Opinion

Verum writes: Writing our own NHS chapter

​Last month in this column I drew attention to the newly published NHS 10 year plan

Last month in this column I drew attention to the newly published NHS 10 year plan and highlighted that eye health did not appear to be on the agenda at all. Despite the document being 136 pages long, there was basically no mention of eye health or optometry. However, this should not be the case, as the aims of each of the seven chapters, which the plan is divided into, can be linked to a greater of lesser extent to what optical practice has to offer.

Perhaps the key chapter for us to focus on is chapter one, which sets out how the NHS will move to a new service model in which patients get more options, better support, and properly joined-up care at the right time in the optimal care setting. It states that GP practices and hospital outpatients currently provide around 400 million face-to-face appointments each year, however, there is the aim to redesign hospital support to avoid up to a third of outpatient appointments – saving patients 30 million trips to hospital, and saving the NHS over £1 billion a year.
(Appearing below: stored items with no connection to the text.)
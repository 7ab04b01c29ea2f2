use quadtris::board::{BOARD_HEIGHT, BOARD_WIDTH, Cell, Position};
use quadtris::game::{Action, Game, GameState};
use quadtris::piece::{ActivePiece, Direction};
use quadtris::scheduler::Driver;
use quadtris::tetromino::TetrominoType;

use proptest::prelude::*;
use std::time::{Duration, Instant};

fn started(seed: u64, quad: bool) -> Game {
    let mut game = Game::with_options(seed, quad);
    game.apply(Action::Pause);
    game
}

/// The active piece must always sit in free space on its own board
fn assert_consistent(game: &Game) {
    match game.state {
        GameState::Running | GameState::Paused => {
            let piece = game.active.expect("running or paused game has a piece");
            assert!(
                !game
                    .mode
                    .board_for(piece.direction)
                    .collides(piece.position, &piece.shape)
            );
            assert_eq!(piece.direction.is_some(), game.is_quad());
        }
        GameState::NotStarted | GameState::GameOver | GameState::Abandoned => {
            assert!(game.active.is_none());
        }
    }
    assert_eq!(game.is_paused(), game.state != GameState::Running);
    assert!(game.level() >= 1);
}

#[test]
fn horizontal_i_drops_to_the_floor() {
    let mut game = started(7, false);
    game.active = Some(ActivePiece::spawn(TetrominoType::I, TetrominoType::I.shape()));

    for _ in 0..20 {
        game.apply(Action::Down);
    }

    let bottom = BOARD_HEIGHT as i32 - 1;
    for x in 4..8 {
        assert_eq!(game.board().get(x, bottom), Some(Cell::Filled(TetrominoType::I)));
    }
    assert_eq!(game.board().get(3, bottom), Some(Cell::Empty));
    assert_eq!(game.lines_cleared(), 0);
    assert_eq!(game.score(), 0);
    assert!(!game.is_over());
}

#[test]
fn restart_from_any_state_is_a_clean_slate() {
    let setups: [fn(&mut Game); 4] = [
        |_| {},
        |g| g.apply(Action::Pause),
        |g| {
            g.apply(Action::Pause);
            g.apply(Action::Pause);
        },
        |g| {
            g.apply(Action::Pause);
            g.apply(Action::Quit);
        },
    ];

    for setup in setups {
        for quad in [false, true] {
            let mut game = Game::with_options(31, quad);
            setup(&mut game);
            game.mode
                .board_for_mut(Some(Direction::Down))
                .set(0, 19, Cell::Filled(TetrominoType::S));
            game.progress.lines = 27;
            game.progress.level = 3;

            game.apply(Action::Restart);

            assert_eq!(game.score(), 0);
            assert_eq!(game.level(), 1);
            assert_eq!(game.lines_cleared(), 0);
            assert!(!game.is_over());
            assert_eq!(game.is_quad(), quad);
            for d in Direction::all() {
                assert!(game.mode.board_for(Some(d)).is_empty());
            }
            assert_consistent(&game);
        }
    }
}

#[test]
fn stacking_to_the_top_ends_the_game() {
    let mut game = started(99, false);
    let mut locks = 0;
    // Hard-drop every piece in place until the column overflows
    while !game.is_over() && locks < 200 {
        for _ in 0..BOARD_HEIGHT + 4 {
            game.apply(Action::Down);
        }
        locks += 1;
    }

    assert_eq!(game.state, GameState::GameOver);
    assert!(game.active.is_none());
    assert!(game.is_paused());
    // Moves after game over change nothing
    let before = game.snapshot();
    game.apply(Action::Left);
    game.apply(Action::Rotate);
    game.drop_tick();
    assert_eq!(game.snapshot(), before);
}

#[test]
fn same_seed_same_game() {
    let script = [
        Action::Left,
        Action::Rotate,
        Action::Down,
        Action::Right,
        Action::Right,
        Action::Down,
    ];
    let play = |seed| {
        let mut game = started(seed, true);
        for _ in 0..40 {
            for action in script {
                game.apply(action);
            }
            game.drop_tick();
        }
        game.snapshot()
    };
    assert_eq!(play(2024), play(2024));
}

#[test]
fn quad_arms_clear_independently() {
    let mut game = started(3, true);
    let bottom = BOARD_HEIGHT as i32 - 1;
    {
        let right = game.mode.board_for_mut(Some(Direction::Right));
        for x in 2..BOARD_WIDTH as i32 {
            right.set(x, bottom, Cell::Filled(TetrominoType::J));
        }
    }
    {
        let down = game.mode.board_for_mut(Some(Direction::Down));
        for x in 2..BOARD_WIDTH as i32 {
            down.set(x, bottom, Cell::Filled(TetrominoType::J));
        }
    }
    game.active = Some(ActivePiece {
        kind: TetrominoType::O,
        position: Position::new(0, bottom - 1),
        shape: TetrominoType::O.shape(),
        direction: Some(Direction::Right),
    });

    game.drop_tick();

    assert_eq!(game.lines_cleared(), 1);
    assert_eq!(game.score(), 100);
    assert_eq!(game.snapshot().quad_scores.right, 100);
    // The DOWN arm's identical row is untouched
    assert_eq!(
        game.mode.board_for(Some(Direction::Down)).get(9, bottom),
        Some(Cell::Filled(TetrominoType::J))
    );
}

#[test]
fn driver_speeds_up_with_level() {
    let start = Instant::now();
    let mut driver = Driver::new(Game::with_seed(12), start);
    driver.dispatch(Action::Pause, start);
    assert_eq!(driver.scheduler().interval(), Some(Duration::from_millis(800)));

    driver.game.progress.level = 3;
    driver.advance(start + Duration::from_millis(10));
    assert_eq!(driver.scheduler().interval(), Some(Duration::from_millis(600)));
    assert_eq!(
        driver.time_until_due(start + Duration::from_millis(10)),
        Some(Duration::from_millis(600))
    );
}

#[test]
fn quit_then_toggle_keeps_final_board() {
    let mut game = started(17, false);
    game.mode.board_for_mut(None).set(5, 19, Cell::Filled(TetrominoType::T));
    game.apply(Action::Quit);
    game.apply(Action::ToggleQuadMode);

    assert!(game.is_quad());
    assert!(game.is_over());
    assert_eq!(
        game.mode.board_for(Some(Direction::Down)).get(5, 19),
        Some(Cell::Filled(TetrominoType::T))
    );
}

fn any_action() -> impl Strategy<Value = Option<Action>> {
    prop_oneof![
        8 => Just(None),
        4 => Just(Some(Action::Left)),
        4 => Just(Some(Action::Right)),
        6 => Just(Some(Action::Down)),
        3 => Just(Some(Action::Rotate)),
        1 => Just(Some(Action::Pause)),
        1 => Just(Some(Action::Restart)),
        1 => Just(Some(Action::Quit)),
        1 => Just(Some(Action::ToggleQuadMode)),
    ]
}

proptest! {
    /// `None` stands for a drop tick
    #[test]
    fn prop_any_input_keeps_session_consistent(
        seed in any::<u64>(),
        quad in any::<bool>(),
        inputs in proptest::collection::vec(any_action(), 0..300),
    ) {
        let mut game = Game::with_options(seed, quad);
        for input in inputs {
            match input {
                Some(action) => game.apply(action),
                None => game.drop_tick(),
            }
            assert_consistent(&game);
        }
    }
}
This chapter goes on further to describe how GP practices will be funded to work together to deal with pressures in primary care and extend the range of convenient local services, creating genuinely integrated teams of GPs, community health and social care staff. I would suggest that for eye health matters we should be replacing GP practice with optical practice. We can offer greater care in the community for a number of conditions, more convenience to patients, and as ophthalmology outpatient appointments are now around 10% of all outpatient appointments this will contribute to a significant reduction.